Consideramo-nos parte militante da Diáspora que nos trouxe de Portugal ao Brasil, onde temos (com a Idalina) os filhos portugueses Maria Virgínia e João Ricardo, 6 netos brasileiros – João Ricardo, Fabíola, Roberto, Domenico, Alexandre e Graziella, a quem dedicamos esta carta pública. E hoje estamos no mato sem cachorro após o Dicionário: somos caçadores imaginários dos 8 territórios de fala comum, construídos por obra e graça de quase 250 milhões de navegantes da mesma raça - brancos, negros e amarelos.

É claro que nos importam as incursões camonianas, vieirinas e pessoanas, cuja rota marítima principiou no Pisão de Coja, arganilio e beirão da Serra, chegou ao Porto de comboio, desembarcou por largo tempo em Lisboa, redescobriu a Paris imaginada por intelectuais e artistas e acabou lançando âncora em São Paulo. E aqui vivemos por obra e graça da nova família, porém acorrentados, à sombra da saudade, restando-nos a ligação de sangue da Matilde e da pouca parentela sobrevivente e de raros amigos ou conhecidos que o Atlântico não afastou.

Tudo isto se reafirma, sempre por obra e graça dos Autores da Beira-Serra e fomos juntando, durante um quarto de século. recortes de jornais e notas livrescas, porque outras memórias não pudemos achar nos arquivos e bibliotecas. Redigimos os verbetes em um ou dois anos e, finalmente, o Dicionário pôde ser impresso e apresentado, pois não faltou o interesse dos editores Silvério e Paula Amaro.

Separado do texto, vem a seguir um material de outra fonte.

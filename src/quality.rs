//! Quality gate
//!
//! Decides whether a headband record carries enough real data to be scored.

use crate::config::DEFAULT_QUALITY_GATE_THRESHOLD_PCT;
use crate::error::ComputeError;
use crate::types::{EpochTable, ScoreColumn};

/// Outcome of the quality gate for one record
#[derive(Debug, Clone, Copy, PartialEq)]
pub enum GateOutcome {
    Pass { artifact_rate_pct: f64 },
    Fail { artifact_rate_pct: f64 },
    /// No epochs, so no rate can be computed
    Empty,
}

impl GateOutcome {
    pub fn passed(&self) -> bool {
        matches!(self, GateOutcome::Pass { .. })
    }

    pub fn artifact_rate_pct(&self) -> Option<f64> {
        match self {
            GateOutcome::Pass { artifact_rate_pct } | GateOutcome::Fail { artifact_rate_pct } => {
                Some(*artifact_rate_pct)
            }
            GateOutcome::Empty => None,
        }
    }
}

/// Artifact-rate gate; records at or above the threshold are unusable
#[derive(Debug, Clone, Copy, PartialEq)]
pub struct QualityGate {
    threshold_pct: f64,
}

impl Default for QualityGate {
    fn default() -> Self {
        Self::new(DEFAULT_QUALITY_GATE_THRESHOLD_PCT)
    }
}

impl QualityGate {
    pub fn new(threshold_pct: f64) -> Self {
        Self { threshold_pct }
    }

    pub fn threshold_pct(&self) -> f64 {
        self.threshold_pct
    }

    /// Percentage of epochs in `column` scored as [`StageCode::ARTIFACT`](crate::types::StageCode::ARTIFACT)
    pub fn artifact_rate(table: &EpochTable, column: ScoreColumn) -> Result<Option<f64>, ComputeError> {
        let codes = table.require(column)?;
        if codes.is_empty() {
            return Ok(None);
        }
        let artifacts = codes.iter().filter(|code| code.is_artifact()).count();
        Ok(Some(artifacts as f64 / codes.len() as f64 * 100.0))
    }

    /// Assess a (consensus-filtered) headband table
    pub fn assess(&self, table: &EpochTable, column: ScoreColumn) -> Result<GateOutcome, ComputeError> {
        Ok(match Self::artifact_rate(table, column)? {
            None => GateOutcome::Empty,
            Some(rate) if rate >= self.threshold_pct => GateOutcome::Fail {
                artifact_rate_pct: rate,
            },
            Some(rate) => GateOutcome::Pass {
                artifact_rate_pct: rate,
            },
        })
    }
}

#[cfg(test)]
mod tests {
    use super::*;
    use crate::types::StageCode;

    fn device(values: &[i32]) -> EpochTable {
        EpochTable::from_parts(
            None,
            vec![(ScoreColumn::AiHb, values.iter().copied().map(StageCode).collect())],
        )
        .unwrap()
    }

    #[test]
    fn test_rate_below_threshold_passes() {
        let outcome = QualityGate::default()
            .assess(&device(&[1, 2, 3, -2, 2]), ScoreColumn::AiHb)
            .unwrap();
        assert_eq!(outcome, GateOutcome::Pass { artifact_rate_pct: 20.0 });
        assert!(outcome.passed());
    }

    #[test]
    fn test_threshold_is_inclusive() {
        // 2 of 5 = exactly 40%
        let outcome = QualityGate::default()
            .assess(&device(&[-2, -2, 1, 1, 1]), ScoreColumn::AiHb)
            .unwrap();
        assert_eq!(outcome, GateOutcome::Fail { artifact_rate_pct: 40.0 });
    }

    #[test]
    fn test_just_below_threshold_passes() {
        // 39999 of 100000 = 39.999%
        let mut values = vec![-2; 39_999];
        values.extend(std::iter::repeat(1).take(60_001));
        let outcome = QualityGate::default()
            .assess(&device(&values), ScoreColumn::AiHb)
            .unwrap();
        assert!(outcome.passed());
        assert!((outcome.artifact_rate_pct().unwrap() - 39.999).abs() < 1e-9);
    }

    #[test]
    fn test_all_artifacts_fail() {
        let outcome = QualityGate::default()
            .assess(&device(&[-2, -2, -2, -2, -2]), ScoreColumn::AiHb)
            .unwrap();
        assert_eq!(outcome, GateOutcome::Fail { artifact_rate_pct: 100.0 });
    }

    #[test]
    fn test_empty_table_is_unusable() {
        let outcome = QualityGate::default()
            .assess(&device(&[]), ScoreColumn::AiHb)
            .unwrap();
        assert_eq!(outcome, GateOutcome::Empty);
        assert!(!outcome.passed());
        assert_eq!(outcome.artifact_rate_pct(), None);
    }

    #[test]
    fn test_custom_threshold() {
        let gate = QualityGate::new(10.0);
        let outcome = gate.assess(&device(&[1, 2, 3, -2, 2]), ScoreColumn::AiHb).unwrap();
        assert!(!outcome.passed());
    }

    #[test]
    fn test_missing_column() {
        let result = QualityGate::default().assess(&device(&[1]), ScoreColumn::AiPsg);
        assert!(matches!(result, Err(ComputeError::MalformedInput(_))));
    }
}
//! hypnoagree CLI - Command-line interface for hypnogram agreement scoring
//!
//! Commands:
//! - evaluate: Score every subject in a cohort directory and report cohort figures
//! - series: Print one subject's time-aligned series (for plotting)
//! - review: Interactively look up subjects by number
//! - config: Print the effective configuration as TOML

use clap::{Args, Parser, Subcommand, ValueEnum};
use std::fs;
use std::io::{self, BufRead, Write};
use std::path::PathBuf;
use std::process::ExitCode;
use tracing::{error, info, warn};

use hypnogram_agreement::report::render_summary;
use hypnogram_agreement::{
    evaluate_cohort, AnalysisConfig, ComputeError, ReportEncoder, SubjectResolver,
    TotalDurationPolicy, PRODUCER_NAME, VERSION,
};

/// hypnoagree - Agreement between automated and expert sleep-stage scoring
#[derive(Parser)]
#[command(name = "hypnoagree")]
#[command(version = VERSION)]
#[command(about = "Score headband and PSG AI sleep staging against expert consensus", long_about = None)]
struct Cli {
    #[command(subcommand)]
    command: Commands,
}

#[derive(Subcommand)]
enum Commands {
    /// Score every subject in a cohort directory
    Evaluate {
        #[command(flatten)]
        data: DataArgs,

        /// Output file path (use - for stdout)
        #[arg(short, long, default_value = "-")]
        output: PathBuf,

        /// Output format
        #[arg(long, default_value = "text")]
        output_format: OutputFormat,
    },

    /// Print one subject's time-aligned series
    Series {
        #[command(flatten)]
        data: DataArgs,

        /// Subject number (e.g. 10 or sub-10)
        #[arg(short, long)]
        subject: String,

        /// Series format
        #[arg(long, default_value = "tsv")]
        format: SeriesFormat,
    },

    /// Interactively review subjects by number
    Review {
        #[command(flatten)]
        data: DataArgs,
    },

    /// Print the effective configuration as TOML
    Config {
        /// Configuration file (TOML)
        #[arg(short, long)]
        config: Option<PathBuf>,
    },
}

#[derive(Args)]
struct DataArgs {
    /// Cohort directory containing one folder per subject
    #[arg(short, long, env = "HYPNOAGREE_DATA_DIR")]
    data_dir: PathBuf,

    /// Configuration file (TOML)
    #[arg(short, long)]
    config: Option<PathBuf>,

    /// Artifact-rate percentage at or above which a headband record is not scored
    #[arg(long)]
    threshold: Option<f64>,

    /// Epoch length in seconds
    #[arg(long)]
    epoch_seconds: Option<f64>,

    /// How total recorded hours are counted
    #[arg(long)]
    total_duration: Option<DurationArg>,
}

#[derive(Clone, Copy, ValueEnum)]
enum DurationArg {
    /// (epochs - 1) x epoch length
    DiscountFirstEpoch,
    /// epochs x epoch length
    AllEpochs,
}

#[derive(Clone, ValueEnum)]
enum OutputFormat {
    /// Human-readable summary
    Text,
    /// JSON report
    Json,
    /// Pretty-printed JSON report
    JsonPretty,
}

#[derive(Clone, ValueEnum)]
enum SeriesFormat {
    /// Tab-separated, one row per epoch
    Tsv,
    /// JSON object with one array per series
    Json,
}

fn main() -> ExitCode {
    tracing_subscriber::fmt()
        .with_env_filter(
            tracing_subscriber::EnvFilter::try_from_default_env()
                .unwrap_or_else(|_| tracing_subscriber::EnvFilter::new("info")),
        )
        .with_writer(io::stderr)
        .init();

    let cli = Cli::parse();

    match run(cli) {
        Ok(()) => ExitCode::SUCCESS,
        Err(e) => {
            eprintln!(
                "{}",
                serde_json::to_string(&CliError::from(e)).unwrap_or_else(|_| "Unknown error".to_string())
            );
            ExitCode::FAILURE
        }
    }
}

fn run(cli: Cli) -> Result<(), HypnoCliError> {
    match cli.command {
        Commands::Evaluate {
            data,
            output,
            output_format,
        } => cmd_evaluate(&data, &output, output_format),

        Commands::Series {
            data,
            subject,
            format,
        } => cmd_series(&data, &subject, format),

        Commands::Review { data } => cmd_review(&data),

        Commands::Config { config } => cmd_config(config.as_deref()),
    }
}

fn load_config(data: &DataArgs) -> Result<AnalysisConfig, HypnoCliError> {
    let mut config = match &data.config {
        Some(path) => AnalysisConfig::load(path)?,
        None => AnalysisConfig::default(),
    };

    if let Some(threshold) = data.threshold {
        config.quality_gate_threshold_pct = threshold;
    }
    if let Some(seconds) = data.epoch_seconds {
        config.epoch_duration_seconds = seconds;
    }
    if let Some(policy) = data.total_duration {
        config.total_duration = match policy {
            DurationArg::DiscountFirstEpoch => TotalDurationPolicy::DiscountFirstEpoch,
            DurationArg::AllEpochs => TotalDurationPolicy::AllEpochs,
        };
    }

    config.validate()?;
    Ok(config)
}

fn cmd_evaluate(
    data: &DataArgs,
    output: &PathBuf,
    output_format: OutputFormat,
) -> Result<(), HypnoCliError> {
    let config = load_config(data)?;
    info!(data_dir = %data.data_dir.display(), "starting cohort evaluation");

    let run = evaluate_cohort(&data.data_dir, &config)?;
    if run.results().is_empty() && run.failures().is_empty() {
        return Err(HypnoCliError::NoSubjects);
    }

    let encoder = ReportEncoder::new();
    let output_data = match output_format {
        OutputFormat::Text => render_summary(&run.summary()),
        OutputFormat::Json => serde_json::to_string(&encoder.encode(&run, &config))? + "\n",
        OutputFormat::JsonPretty => encoder.encode_to_json(&run, &config)? + "\n",
    };

    if output.to_string_lossy() == "-" {
        print!("{}", output_data);
    } else {
        fs::write(output, output_data)?;
    }

    Ok(())
}

fn cmd_series(data: &DataArgs, subject: &str, format: SeriesFormat) -> Result<(), HypnoCliError> {
    let config = load_config(data)?;
    let resolver = SubjectResolver::from_directory(&data.data_dir, &config)?;
    let series = resolver.resolve(subject)?;

    match format {
        SeriesFormat::Tsv => print!("{}", series.to_tsv()?),
        SeriesFormat::Json => println!("{}", serde_json::to_string_pretty(&series)?),
    }
    Ok(())
}

fn cmd_review(data: &DataArgs) -> Result<(), HypnoCliError> {
    let config = load_config(data)?;
    let resolver = SubjectResolver::from_directory(&data.data_dir, &config)?;
    let interactive = atty::is(atty::Stream::Stdin);

    let stdin = io::stdin();
    let mut stdout = io::stdout();
    review_loop(&resolver, &mut stdin.lock(), &mut stdout, interactive)
}

/// Look up subjects until the operator declines to continue or input ends
fn review_loop<R: BufRead, W: Write>(
    resolver: &SubjectResolver,
    input: &mut R,
    out: &mut W,
    interactive: bool,
) -> Result<(), HypnoCliError> {
    loop {
        // Ask for a subject until one resolves
        loop {
            let Some(subject) = prompt(input, out, interactive, "Please enter a subject number: ")?
            else {
                return Ok(());
            };

            if subject.is_empty() {
                warn!("subject ID cannot be empty, please enter a valid subject number");
                continue;
            }
            info!(subject = %subject, "looking for subject");

            match resolver.resolve(&subject) {
                Ok(series) => {
                    match resolver.resolve_result(&subject) {
                        Ok(result) => {
                            writeln!(out, "Subject {}", result.subject_id)?;
                            writeln!(out, "  headband AI vs majority: {}", result.device_agreement)?;
                            writeln!(out, "  PSG AI vs majority:      {}", result.psg_agreement)?;
                        }
                        Err(e) => error!(subject = %subject, error = %e, "cannot score subject"),
                    }
                    write!(out, "{}", series.to_tsv()?)?;
                    out.flush()?;
                    break;
                }
                Err(ComputeError::SubjectNotFound(_)) => {
                    warn!(subject = %subject, "the subject number you entered doesn't exist, please enter a new subject number");
                }
                Err(e) => {
                    error!(subject = %subject, error = %e, "cannot load subject");
                    break;
                }
            }
        }

        // Ask whether to continue
        loop {
            let Some(answer) = prompt(
                input,
                out,
                interactive,
                "Do you want to review another subject's data? (y/n): ",
            )?
            else {
                return Ok(());
            };

            match answer.to_lowercase().as_str() {
                "y" => break,
                "n" => {
                    info!("exiting review");
                    return Ok(());
                }
                _ => warn!("invalid input, please enter 'y' to review another subject or 'n' to exit"),
            }
        }
    }
}

/// Trimmed next line, or `None` at end of input
fn prompt<R: BufRead, W: Write>(
    input: &mut R,
    out: &mut W,
    interactive: bool,
    message: &str,
) -> Result<Option<String>, HypnoCliError> {
    if interactive {
        write!(out, "{}", message)?;
        out.flush()?;
    }
    let mut line = String::new();
    if input.read_line(&mut line)? == 0 {
        return Ok(None);
    }
    Ok(Some(line.trim().to_string()))
}

fn cmd_config(config: Option<&std::path::Path>) -> Result<(), HypnoCliError> {
    let config = match config {
        Some(path) => AnalysisConfig::load(path)?,
        None => AnalysisConfig::default(),
    };
    println!("# {} {}", PRODUCER_NAME, VERSION);
    print!("{}", config.to_toml()?);
    Ok(())
}

// Error types

#[derive(Debug)]
enum HypnoCliError {
    Io(io::Error),
    Compute(ComputeError),
    Json(serde_json::Error),
    NoSubjects,
}

impl From<io::Error> for HypnoCliError {
    fn from(e: io::Error) -> Self {
        HypnoCliError::Io(e)
    }
}

impl From<ComputeError> for HypnoCliError {
    fn from(e: ComputeError) -> Self {
        HypnoCliError::Compute(e)
    }
}

impl From<serde_json::Error> for HypnoCliError {
    fn from(e: serde_json::Error) -> Self {
        HypnoCliError::Json(e)
    }
}

#[derive(serde::Serialize)]
struct CliError {
    code: String,
    message: String,
    #[serde(skip_serializing_if = "Option::is_none")]
    hint: Option<String>,
}

impl From<HypnoCliError> for CliError {
    fn from(e: HypnoCliError) -> Self {
        match e {
            HypnoCliError::Io(e) => CliError {
                code: "IO_ERROR".to_string(),
                message: e.to_string(),
                hint: Some("Check file paths and permissions".to_string()),
            },
            HypnoCliError::Compute(e) => {
                let hint = match &e {
                    ComputeError::InputNotFound { .. } => Some("Check --data-dir and --config paths"),
                    ComputeError::MalformedInput(_) | ComputeError::Csv(_) => {
                        Some("Event tables must be tab-separated with a header row")
                    }
                    ComputeError::SubjectNotFound(_) => Some("Run 'hypnoagree evaluate' to list subjects"),
                    ComputeError::Config(_) => Some("Run 'hypnoagree config' to see valid settings"),
                    _ => None,
                };
                CliError {
                    code: e.code().to_string(),
                    message: e.to_string(),
                    hint: hint.map(str::to_string),
                }
            }
            HypnoCliError::Json(e) => CliError {
                code: "JSON_ERROR".to_string(),
                message: e.to_string(),
                hint: None,
            },
            HypnoCliError::NoSubjects => CliError {
                code: "NO_SUBJECTS".to_string(),
                message: "No subject with both headband and PSG event files was found".to_string(),
                hint: Some("Expected <data-dir>/<subject>/eeg/*headband_events.tsv and *psg_events.tsv".to_string()),
            },
        }
    }
}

É evidente que também contámos com uma boa dezena de amigos que nos ajudaram a completar a documentação, pois estávamos separados por mais de 8 mil quilômetros de mar. E em Novembro último o projecto materializou-se e o volume foi revelado na biblioteca municipal lousanense, na oportunidade em que foi igualmente lançada a edição da revista Arganilia e, depois em Lisboa, na Escola Superior de Educação da Universidade Lusófona, antes da tarde de autógrafos numa das livrarias da Editora Dinalivro, na praça do Saldanha. E acreditamos ter contribuído com o nosso trabalho para valorizar o patrimônio histórico-cultural da Beira-Serra.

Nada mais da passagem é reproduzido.